Alıntı yaptığım yazıda “Türk ve Kürt kaybedilmektedir” vurgum bu sebeple idi. Eğer Türk ve Kürd’ün haysiyeti dava edilecek esas mesele ise “savaş ve barış”ın ucuz yollu övülmesinden ziyade hangi “barış ve savaş”ın övünülecek olan olduğu konusu taraflarca ortaya konulmalıdır.
Bugün politik mücadelenin gerekleri yerine getirilirken yüksek sesle sormamız gereken şudur; Biz KİMİZ?.. Hangi “ahlâk”a bağlıyız?
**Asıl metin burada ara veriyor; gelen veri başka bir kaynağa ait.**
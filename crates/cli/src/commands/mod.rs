//! CLI subcommands and the argument groups they share

pub mod completions;
pub mod config_info;
pub mod upload_dir;
pub mod upload_file;

use std::path::Path;
use std::sync::Arc;

use anyhow::Context;
use bulkup_core::{CancellationToken, Config, ConfigManager, ObjectStore, Uploader};
use bulkup_core::scheduler::{META_FILE_HASH, META_UPLOAD_TIMESTAMP};
use bulkup_s3::S3Store;
use clap::{Args, Subcommand};
use tokio::task::JoinHandle;

use crate::exit_code::ExitCode;
use crate::output::{Formatter, OutputConfig};

#[derive(Subcommand, Debug)]
pub enum Commands {
    /// Upload a single file
    UploadFile(upload_file::UploadFileArgs),

    /// Upload every eligible file under a directory
    UploadDir(upload_dir::UploadDirArgs),

    /// Show the effective configuration
    ConfigInfo(config_info::ConfigInfoArgs),

    /// Generate shell completion scripts
    Completions(completions::CompletionsArgs),
}

/// Execute a subcommand
pub async fn execute(
    command: Commands,
    config_path: Option<&Path>,
    output_config: OutputConfig,
) -> ExitCode {
    match command {
        Commands::UploadFile(args) => upload_file::execute(args, config_path, output_config).await,
        Commands::UploadDir(args) => upload_dir::execute(args, config_path, output_config).await,
        Commands::ConfigInfo(args) => config_info::execute(args, config_path, output_config),
        Commands::Completions(args) => completions::execute(args),
    }
}

/// Store connection overrides; flags and environment win over the config file
#[derive(Args, Debug, Default, Clone)]
pub struct StoreArgs {
    /// S3 endpoint URL
    #[arg(long, env = "BULKUP_ENDPOINT")]
    pub endpoint: Option<String>,

    /// Target bucket
    #[arg(long, env = "BULKUP_BUCKET")]
    pub bucket: Option<String>,

    /// Region (default: us-east-1)
    #[arg(long, env = "BULKUP_REGION")]
    pub region: Option<String>,

    /// Access key ID
    #[arg(long, env = "BULKUP_ACCESS_KEY", hide_env_values = true)]
    pub access_key: Option<String>,

    /// Secret access key
    #[arg(long, env = "BULKUP_SECRET_KEY", hide_env_values = true)]
    pub secret_key: Option<String>,
}

/// Engine tuning overrides
#[derive(Args, Debug, Default, Clone)]
pub struct TuningArgs {
    /// Number of parallel uploads
    #[arg(short = 'P', long, env = "BULKUP_MAX_WORKERS")]
    pub workers: Option<usize>,

    /// Attempts per file, including the first
    #[arg(long, env = "BULKUP_MAX_RETRIES")]
    pub retries: Option<u32>,

    /// Read buffer for streaming uploads (bytes or units like 8M)
    #[arg(long, env = "BULKUP_CHUNK_SIZE", value_parser = parse_size)]
    pub chunk_size: Option<u64>,

    /// Skip SHA-256 digests and upload verification
    #[arg(long)]
    pub no_verify: bool,
}

impl StoreArgs {
    fn apply(&self, config: &mut Config) {
        let store = &mut config.store;
        if let Some(endpoint) = &self.endpoint {
            store.endpoint = endpoint.clone();
        }
        if let Some(bucket) = &self.bucket {
            store.bucket = bucket.clone();
        }
        if let Some(region) = &self.region {
            store.region = region.clone();
        }
        if let Some(access_key) = &self.access_key {
            store.access_key = access_key.clone();
        }
        if let Some(secret_key) = &self.secret_key {
            store.secret_key = secret_key.clone();
        }
    }
}

impl TuningArgs {
    fn apply(&self, config: &mut Config) {
        let upload = &mut config.upload;
        if let Some(workers) = self.workers {
            upload.max_workers = workers;
        }
        if let Some(retries) = self.retries {
            upload.max_retries = retries;
        }
        if let Some(chunk_size) = self.chunk_size {
            upload.chunk_size = usize::try_from(chunk_size).unwrap_or(usize::MAX);
        }
        if self.no_verify {
            upload.verify_integrity = false;
        }
    }
}

/// Read the config file and layer command-line overrides on top
pub fn load_config(
    config_path: Option<&Path>,
    store: &StoreArgs,
    tuning: &TuningArgs,
) -> anyhow::Result<(Config, ConfigManager)> {
    let manager = match config_path {
        Some(path) => ConfigManager::with_path(path),
        None => ConfigManager::new()?,
    };
    let mut config = manager
        .load()
        .with_context(|| format!("failed to load config from {}", manager.path().display()))?;

    store.apply(&mut config);
    tuning.apply(&mut config);
    Ok((config, manager))
}

/// Validate the full config and build an uploader backed by S3
pub async fn connect(
    config: &Config,
    create_bucket: bool,
    formatter: &Formatter,
) -> Result<Uploader, ExitCode> {
    if let Err(e) = config.validate() {
        formatter.error(&e.to_string());
        return Err(ExitCode::UsageError);
    }

    let store = match S3Store::new(&config.store).await {
        Ok(store) => store,
        Err(e) => {
            formatter.error(&format!("Failed to create S3 client: {e}"));
            return Err(ExitCode::UsageError);
        }
    };

    if create_bucket {
        match store.ensure_bucket().await {
            Ok(true) => formatter.success(&format!(
                "Created bucket {}",
                formatter.style_target(store.bucket())
            )),
            Ok(false) => {}
            Err(e) => {
                formatter.error(&format!("Failed to prepare bucket '{}': {e}", store.bucket()));
                return Err(ExitCode::from_error_kind(e.kind));
            }
        }
    }

    let store: Arc<dyn ObjectStore> = Arc::new(store);
    Uploader::new(store, config.upload.clone()).map_err(|e| {
        formatter.error(&e.to_string());
        ExitCode::UsageError
    })
}

/// Cancel `token` on the first Ctrl-C
///
/// Abort the returned handle once the run is over.
pub fn cancel_on_ctrl_c(token: CancellationToken, formatter: &Formatter) -> JoinHandle<()> {
    let formatter = formatter.clone();
    tokio::spawn(async move {
        if tokio::signal::ctrl_c().await.is_ok() {
            tracing::warn!("Interrupted; waiting for in-flight uploads");
            formatter.warning("Interrupted, finishing in-flight uploads...");
            token.cancel();
        }
    })
}

/// Parse a `key=value` metadata argument
pub fn parse_key_value(s: &str) -> Result<(String, String), String> {
    let (key, value) = s
        .split_once('=')
        .ok_or_else(|| format!("invalid metadata '{s}': use key=value"))?;

    let key = key.trim();
    if key.is_empty() {
        return Err(format!("invalid metadata '{s}': key cannot be empty"));
    }
    if !key
        .chars()
        .all(|c| c.is_ascii_alphanumeric() || c == '-' || c == '_')
    {
        return Err(format!(
            "invalid metadata key '{key}': use letters, digits, '-' or '_'"
        ));
    }
    if key.eq_ignore_ascii_case(META_FILE_HASH) || key.eq_ignore_ascii_case(META_UPLOAD_TIMESTAMP)
    {
        return Err(format!("metadata key '{key}' is set automatically"));
    }

    Ok((key.to_string(), value.to_string()))
}

/// Parse a byte count with an optional binary unit suffix
pub fn parse_size(value: &str) -> Result<u64, String> {
    let value = value.trim();
    if value.is_empty() {
        return Err("size cannot be empty".to_string());
    }

    let split_index = value
        .find(|ch: char| !ch.is_ascii_digit())
        .unwrap_or(value.len());
    let (number_part, unit_part) = value.split_at(split_index);
    if number_part.is_empty() {
        return Err(format!("invalid size: '{value}'"));
    }

    let number = number_part
        .parse::<u64>()
        .map_err(|_| format!("invalid size number: '{number_part}'"))?;

    let multiplier = match unit_part.trim().to_uppercase().as_str() {
        "" | "B" => 1,
        "K" | "KB" | "KIB" => 1024,
        "M" | "MB" | "MIB" => 1024 * 1024,
        "G" | "GB" | "GIB" => 1024 * 1024 * 1024,
        "T" | "TB" | "TIB" => 1024_u64.pow(4),
        _ => return Err(format!("invalid size unit: '{unit_part}'")),
    };

    number
        .checked_mul(multiplier)
        .ok_or_else(|| format!("size is too large: '{value}'"))
}

#[cfg(test)]
mod tests {
    use super::*;

    #[test]
    fn test_parse_key_value() {
        assert_eq!(
            parse_key_value("project=alpha").unwrap(),
            ("project".to_string(), "alpha".to_string())
        );
        assert_eq!(
            parse_key_value("note=a=b").unwrap(),
            ("note".to_string(), "a=b".to_string())
        );
        assert_eq!(
            parse_key_value("empty=").unwrap(),
            ("empty".to_string(), String::new())
        );
    }

    #[test]
    fn test_parse_key_value_errors() {
        assert!(parse_key_value("novalue").is_err());
        assert!(parse_key_value("=value").is_err());
        assert!(parse_key_value("bad key=value").is_err());
        assert!(parse_key_value("file-hash=abc").is_err());
        assert!(parse_key_value("Upload-Timestamp=now").is_err());
    }

    #[test]
    fn test_parse_size() {
        assert_eq!(parse_size("1024").unwrap(), 1024);
        assert_eq!(parse_size("4K").unwrap(), 4096);
        assert_eq!(parse_size("8MiB").unwrap(), 8 * 1024 * 1024);
        assert_eq!(parse_size("2g").unwrap(), 2 * 1024 * 1024 * 1024);
    }

    #[test]
    fn test_parse_size_errors() {
        assert!(parse_size("").is_err());
        assert!(parse_size("MB").is_err());
        assert!(parse_size("1X").is_err());
        assert!(parse_size("99999999999T").is_err());
    }

    #[test]
    fn test_overrides_replace_config_values() {
        let mut config = Config::default();
        let store = StoreArgs {
            endpoint: Some("http://localhost:9000".to_string()),
            bucket: Some("uploads".to_string()),
            ..Default::default()
        };
        let tuning = TuningArgs {
            workers: Some(12),
            chunk_size: Some(8 * 1024 * 1024),
            no_verify: true,
            ..Default::default()
        };

        store.apply(&mut config);
        tuning.apply(&mut config);

        assert_eq!(config.store.endpoint, "http://localhost:9000");
        assert_eq!(config.store.bucket, "uploads");
        assert_eq!(config.store.region, "us-east-1");
        assert_eq!(config.upload.max_workers, 12);
        assert_eq!(config.upload.max_retries, 3);
        assert_eq!(config.upload.chunk_size, 8 * 1024 * 1024);
        assert!(!config.upload.verify_integrity);
    }

    #[test]
    fn test_load_config_missing_file_uses_defaults() {
        let dir = tempfile::TempDir::new().unwrap();
        let path = dir.path().join("missing.toml");
        let (config, manager) =
            load_config(Some(&path), &StoreArgs::default(), &TuningArgs::default()).unwrap();
        assert_eq!(config, Config::default());
        assert_eq!(manager.path(), path.as_path());
    }

    #[test]
    fn test_load_config_reports_parse_errors() {
        let dir = tempfile::TempDir::new().unwrap();
        let path = dir.path().join("config.toml");
        std::fs::write(&path, "[upload\nmax_workers = ").unwrap();
        let err = load_config(Some(&path), &StoreArgs::default(), &TuningArgs::default())
            .unwrap_err();
        assert!(format!("{err:#}").contains("failed to load config"));
    }
}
Bu ahlâkımızı kökleştirmek ve yaygınlaştırmak için bugünün eşya ve hadiselerine hangi “Siyasî Sistem” ile cevab vereceğiz?..
Hilal Kaplan’ın ifadesiyle “duygu ve amaç”ta birliğimizin zemini ne olmalıdır?
Kısaca Salih Mirzabeyoğlu’nun ifade kalıbıyla söylersem, “Beni Türkün-Kürdün meselesinin ne olduğu değil, ne olması gerektiği ilgilendiriyor”.
Hilal Kaplan’nın duygu ve amaç birlikteliği, eğer kuru bir “Kürt-Türk kardeşliği kulağa hoşgelen bir sadâdan fazlasıysa” demekten ibaret kalacaksa vay bizim halimize!?.. Ben sorayım Hilal Kaplan’a “kulağa hoşgelen bir sadâdan fazlası” nedir?
@umeyrtürkî
Notlar:
1) Hilal Kaplan’a saygılarımı sunarım, meselenin kendisi vesilesiyle bir “anlayış” zaafını ele almak olduğunu takdir edeceklerdir. Dolayısı ile sorduğum soru tüm İslamî anlayış bağlısı yazar ve dertlilere sorulmuş kabul edilsin.